Interlocking solutions:
Balancing the federal budget, and then moving into budget surpluses roughly equal to the Social Security Trust Fund annual surpluses, would increase the pool of capital available for investment in increasing the rate of economic growth.
A larger, more vigorous economy in the next century means more resources will be available to provide, though some combination of public and private means, an adequate retirement for the baby boom generation without requiring excessive, or generationally unfair, contributions from youth and working age citizens.

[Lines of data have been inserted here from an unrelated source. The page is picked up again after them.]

use std::sync::Arc;
use std::time::Duration;

use axum::{
    Json, Router,
    extract::{State, rejection::JsonRejection},
    http::{StatusCode, header},
    response::{IntoResponse, Response},
    routing::{get, post},
};
use genie_common::{GenerationRequest, OutputSpec};
use serde::Deserialize;
use tokio_util::sync::CancellationToken;

use crate::errors::GenieError;
use crate::pipeline::Pipeline;

// ── Shared application state ──────────────────────────────────────────

pub struct AppState {
    pub pipeline: Pipeline,
    pub request_timeout: Duration,
    /// Cancelled on shutdown; each request runs under a child token.
    pub shutdown: CancellationToken,
}

pub type SharedState = Arc<AppState>;

// ── Request payload types ─────────────────────────────────────────────

#[derive(Debug, Deserialize)]
pub struct RunRequest {
    pub user: String,
    #[serde(alias = "name")]
    pub repo: String,
    #[serde(rename = "type")]
    pub output_type: String,
}

impl RunRequest {
    pub fn into_generation_request(self) -> Result<GenerationRequest, GenieError> {
        let user = self.user.trim();
        let repo = self.repo.trim();
        if user.is_empty() {
            return Err(GenieError::InvalidRequest("user cannot be empty".into()));
        }
        if repo.is_empty() {
            return Err(GenieError::InvalidRequest("repo cannot be empty".into()));
        }
        let output: OutputSpec = self
            .output_type
            .parse()
            .map_err(|e: genie_common::OutputSpecError| GenieError::InvalidRequest(e.to_string()))?;
        Ok(GenerationRequest::new(user, repo, output))
    }
}

// ── Error handling ────────────────────────────────────────────────────

#[derive(Debug)]
pub enum ApiError {
    NotFound(String),
    BadRequest(String),
    BadGateway(String),
    GatewayTimeout(String),
    Unavailable(String),
    Internal(String),
}

impl From<GenieError> for ApiError {
    fn from(err: GenieError) -> Self {
        let message = err.to_string();
        match err {
            GenieError::UserNotFound { .. } | GenieError::RepositoryNotFound { .. } => {
                ApiError::NotFound(message)
            }
            GenieError::InvalidRequest(_) => ApiError::BadRequest(message),
            GenieError::HostingApi(_) | GenieError::FinalCompletionFailed(_) => {
                ApiError::BadGateway(message)
            }
            GenieError::Timeout { .. } => ApiError::GatewayTimeout(message),
            GenieError::Cancelled => ApiError::Unavailable(message),
            GenieError::Other(e) => ApiError::Internal(format!("{:#}", e)),
        }
    }
}

impl IntoResponse for ApiError {
    fn into_response(self) -> Response {
        let (status, message) = match self {
            ApiError::NotFound(msg) => (StatusCode::NOT_FOUND, msg),
            ApiError::BadRequest(msg) => (StatusCode::BAD_REQUEST, msg),
            ApiError::BadGateway(msg) => (StatusCode::BAD_GATEWAY, msg),
            ApiError::GatewayTimeout(msg) => (StatusCode::GATEWAY_TIMEOUT, msg),
            ApiError::Unavailable(msg) => (StatusCode::SERVICE_UNAVAILABLE, msg),
            ApiError::Internal(msg) => (StatusCode::INTERNAL_SERVER_ERROR, msg),
        };
        (status, Json(serde_json::json!({"error": message}))).into_response()
    }
}

// ── Router ────────────────────────────────────────────────────────────

pub fn api_router() -> Router<SharedState> {
    Router::new()
        .route("/run", post(run_generation))
        .route("/health", get(health_check))
}

// ── Handlers ──────────────────────────────────────────────────────────

async fn health_check() -> &'static str {
    "ok"
}

async fn run_generation(
    State(state): State<SharedState>,
    payload: Result<Json<RunRequest>, JsonRejection>,
) -> Result<impl IntoResponse, ApiError> {
    let Json(body) = payload.map_err(|e| ApiError::BadRequest(e.body_text()))?;
    let request = body.into_generation_request()?;
    let cancel = state.shutdown.child_token();

    let result = match tokio::time::timeout(
        state.request_timeout,
        state.pipeline.run(&request, &cancel),
    )
    .await
    {
        Ok(result) => result,
        Err(_) => Err(GenieError::Timeout {
            secs: state.request_timeout.as_secs(),
        }),
    };

    match result {
        Ok(outcome) => {
            tracing::info!(
                user = %request.user,
                repository = %request.repository,
                route = ?outcome.route,
                chars = outcome.text.len(),
                "Generation complete"
            );
            Ok((
                [(header::CONTENT_TYPE, "text/plain; charset=utf-8")],
                outcome.text,
            ))
        }
        Err(e) => {
            tracing::warn!(
                user = %request.user,
                repository = %request.repository,
                error = %e,
                "Generation failed"
            );
            Err(e.into())
        }
    }
}

// ── Tests ─────────────────────────────────────────────────────────────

Politically and practically, to balance the federal budget and keep it in balance, everything must be on the table -- including Social Security, to complete the circle. The long term financial commitments implicit in the structure of the current program are unsustainable. The issue is not whether the program will be revised, but rather when and how.
The longer we wait to address these problems, the more limited and, ultimately, the more draconian the choices and options will be. Many proposals require a substantial lead time in order to have a chance to achieve full impact by the time significant numbers of baby boomers reach retirement age.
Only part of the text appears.